EXTRACTED RECORDS »
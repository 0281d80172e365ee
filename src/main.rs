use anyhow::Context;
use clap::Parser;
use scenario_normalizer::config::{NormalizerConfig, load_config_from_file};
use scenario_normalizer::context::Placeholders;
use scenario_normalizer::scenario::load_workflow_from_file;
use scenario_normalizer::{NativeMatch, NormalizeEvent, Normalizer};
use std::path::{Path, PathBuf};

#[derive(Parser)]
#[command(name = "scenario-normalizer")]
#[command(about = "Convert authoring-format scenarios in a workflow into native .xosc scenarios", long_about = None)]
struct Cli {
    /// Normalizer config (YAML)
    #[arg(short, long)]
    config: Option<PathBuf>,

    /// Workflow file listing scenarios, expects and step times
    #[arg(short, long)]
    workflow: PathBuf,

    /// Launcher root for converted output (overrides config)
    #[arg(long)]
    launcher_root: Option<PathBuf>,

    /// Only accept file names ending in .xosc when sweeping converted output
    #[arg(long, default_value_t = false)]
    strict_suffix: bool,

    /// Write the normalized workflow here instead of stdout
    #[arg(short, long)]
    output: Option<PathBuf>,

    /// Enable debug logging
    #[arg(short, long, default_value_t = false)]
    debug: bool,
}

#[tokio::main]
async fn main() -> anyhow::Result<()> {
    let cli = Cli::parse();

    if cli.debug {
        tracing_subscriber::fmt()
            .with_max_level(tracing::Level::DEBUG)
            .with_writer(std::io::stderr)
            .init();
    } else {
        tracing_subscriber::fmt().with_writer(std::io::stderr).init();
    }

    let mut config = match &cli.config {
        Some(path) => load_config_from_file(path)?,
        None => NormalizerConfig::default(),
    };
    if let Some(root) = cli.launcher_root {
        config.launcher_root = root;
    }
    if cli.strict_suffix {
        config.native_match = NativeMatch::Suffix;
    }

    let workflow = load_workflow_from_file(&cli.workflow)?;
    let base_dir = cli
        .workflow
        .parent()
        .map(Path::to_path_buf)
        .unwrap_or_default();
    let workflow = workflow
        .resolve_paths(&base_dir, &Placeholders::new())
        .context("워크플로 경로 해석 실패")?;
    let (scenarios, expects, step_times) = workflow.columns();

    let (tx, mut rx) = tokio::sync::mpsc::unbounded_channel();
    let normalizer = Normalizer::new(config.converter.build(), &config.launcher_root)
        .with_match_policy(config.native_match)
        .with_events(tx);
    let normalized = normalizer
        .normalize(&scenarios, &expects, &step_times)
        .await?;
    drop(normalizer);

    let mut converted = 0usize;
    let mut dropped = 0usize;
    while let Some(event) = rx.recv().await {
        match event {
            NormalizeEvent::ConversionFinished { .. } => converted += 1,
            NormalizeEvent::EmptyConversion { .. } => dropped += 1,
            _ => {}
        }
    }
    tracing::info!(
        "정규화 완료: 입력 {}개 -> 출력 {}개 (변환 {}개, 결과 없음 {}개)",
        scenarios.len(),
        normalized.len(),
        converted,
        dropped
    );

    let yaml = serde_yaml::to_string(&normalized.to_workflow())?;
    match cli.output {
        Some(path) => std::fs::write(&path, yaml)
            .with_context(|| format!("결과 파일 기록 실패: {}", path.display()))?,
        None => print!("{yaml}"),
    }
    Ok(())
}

REQUIRED WORK »
Now copy each line of the entries that mentions "NormalizeEvent".

SOLUTION FOR THIS PROBLEM »
use scenario_normalizer::{NativeMatch, NormalizeEvent, Normalizer};
            NormalizeEvent::ConversionFinished { .. } => converted += 1,
            NormalizeEvent::EmptyConversion { .. } => dropped += 1,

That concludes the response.